WHAT THE TASK REQUIRES: Lines that include the string "units" are the ones to copy from the entries below.

PROVIDED DATA:
________________

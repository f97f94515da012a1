//! CGM glucose statistics
//!
//! Reads an exported series of CGM readings and prints derived statistics.
//!
//! Usage:
//!   dexstats stats [file]            - Print statistics as JSON
//!   dexstats report [file] [--mmol]  - Print a readable report
//!   dexstats --help                  - Show help
//!   DEXSTATS_DBG=1 dexstats stats    - Enable debug output

use std::env;
use std::path::PathBuf;

use log::{info, warn};

use dexstats::config::{config_file_path, get_data_dir, Config};
use dexstats::report::{bit_board, concise_message, verbose_message};
use dexstats::{DexStatsError, GlucoseUnit, JsonFileSource, ReadingCache, StatisticsEngine};

fn main() -> Result<(), DexStatsError> {
    let args: Vec<String> = env::args().collect();

    // Check for debug mode
    let debug_mode = env::var("DEXSTATS_DBG").is_ok();

    // Initialize logger
    if debug_mode {
        env_logger::Builder::from_env(env_logger::Env::default().default_filter_or("info"))
            .format_timestamp(None)
            .init();
    }

    // Create default config if it doesn't exist
    let cfg_path = config_file_path();
    if !cfg_path.exists() {
        if let Err(e) = Config::create_default(&cfg_path) {
            warn!("Could not create default config: {}", e);
        }
    }

    // Data directory first, then current directory
    let config = Config::load_first(&[cfg_path, PathBuf::from("config.txt")])?;

    let rest: Vec<&str> = args.iter().skip(2).map(String::as_str).collect();

    match args.get(1).map(|s| s.as_str()) {
        Some("stats") => cmd_stats(&config, &rest)?,
        Some("report") => cmd_report(&config, &rest)?,
        Some("range") => cmd_range(&config, &rest)?,
        Some("path") | Some("paths") => cmd_show_paths(),
        Some("--version") | Some("-V") => {
            println!("dexstats {}", env!("CARGO_PKG_VERSION"));
        }
        _ => print_help(),
    }

    Ok(())
}

/// Readings file from the first positional argument, else from config
fn readings_path(config: &Config, args: &[&str]) -> Result<PathBuf, DexStatsError> {
    args.iter()
        .find(|a| !a.starts_with("--"))
        .map(|a| PathBuf::from(*a))
        .or_else(|| config.readings_file.clone())
        .ok_or_else(|| DexStatsError::Config("no readings file given and none configured".to_string()))
}

/// Print the statistics bundle as JSON
fn cmd_stats(config: &Config, args: &[&str]) -> Result<(), DexStatsError> {
    let path = readings_path(config, args)?;
    info!("Computing statistics from {}", path.display());

    let cache = ReadingCache::new(JsonFileSource::new(&path), config.cache_config());
    let series = cache.get_readings(config.window_minutes, config.max_count)?;
    let bundle = StatisticsEngine::compute(&series, &config.threshold_policy()?)?;

    let json = serde_json::to_string_pretty(&bundle)?;
    println!("{}", json);
    Ok(())
}

/// Print a human-readable report
fn cmd_report(config: &Config, args: &[&str]) -> Result<(), DexStatsError> {
    let path = readings_path(config, args)?;
    let unit = if args.contains(&"--mmol") {
        GlucoseUnit::MmolL
    } else if args.contains(&"--mgdl") {
        GlucoseUnit::MgDl
    } else {
        config.units
    };

    let cache = ReadingCache::new(JsonFileSource::new(&path), config.cache_config());
    let series = cache.get_readings(config.window_minutes, config.max_count)?;
    let bundle = StatisticsEngine::compute(&series, &config.threshold_policy()?)?;

    println!("{}", verbose_message(&bundle, unit));
    println!();
    println!("{}", concise_message(&bundle, unit));
    println!();
    println!("{}", bit_board(&series, 5, 20));
    Ok(())
}

/// Validate a threshold range and show it in both units
fn cmd_range(config: &Config, args: &[&str]) -> Result<(), DexStatsError> {
    let [unit, low, high] = args else {
        return Err(DexStatsError::Config("usage: dexstats range <mgdl|mmol> <low> <high>".to_string()));
    };
    let unit: GlucoseUnit = unit.parse()?;
    let parse = |s: &str| {
        s.parse::<f64>()
            .map_err(|_| DexStatsError::Config(format!("'{}' is not a number", s)))
    };

    let mut policy = config.threshold_policy()?;
    policy.set_range(unit, parse(*low)?, parse(*high)?)?;

    println!("Range: {} ({})", policy.format_range(GlucoseUnit::MgDl), policy.format_range(GlucoseUnit::MmolL));
    println!("Low:  {} mg/dL, {} mmol/L", policy.low_mgdl(), policy.low_mmol());
    println!("High: {} mg/dL, {} mmol/L", policy.high_mgdl(), policy.high_mmol());
    println!("Set low_mgdl/high_mgdl in {} to keep this range", config_file_path().display());
    Ok(())
}

/// Show data paths
fn cmd_show_paths() {
    println!("dexstats paths:");
    println!("  Data directory:  {}", get_data_dir().display());
    println!("  Config file:     {}", config_file_path().display());
}

fn print_help() {
    eprintln!("dexstats v{}", env!("CARGO_PKG_VERSION"));
    eprintln!();
    eprintln!("USAGE:");
    eprintln!("  dexstats stats [file]                 Print statistics as JSON");
    eprintln!("  dexstats report [file] [--mmol]       Print a readable report");
    eprintln!("  dexstats range <mgdl|mmol> <lo> <hi>  Check a threshold range");
    eprintln!("  dexstats path                         Show data file locations");
    eprintln!("  dexstats help                         Show this help");
    eprintln!();
    eprintln!("ENVIRONMENT:");
    eprintln!("  DEXSTATS_DBG=1                        Enable debug output");
    eprintln!();
    eprintln!("CONFIG:");
    eprintln!("  {}", config_file_path().display());
}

________________

RESULT OF THIS TASK:
        config.units
/// Validate a threshold range and show it in both units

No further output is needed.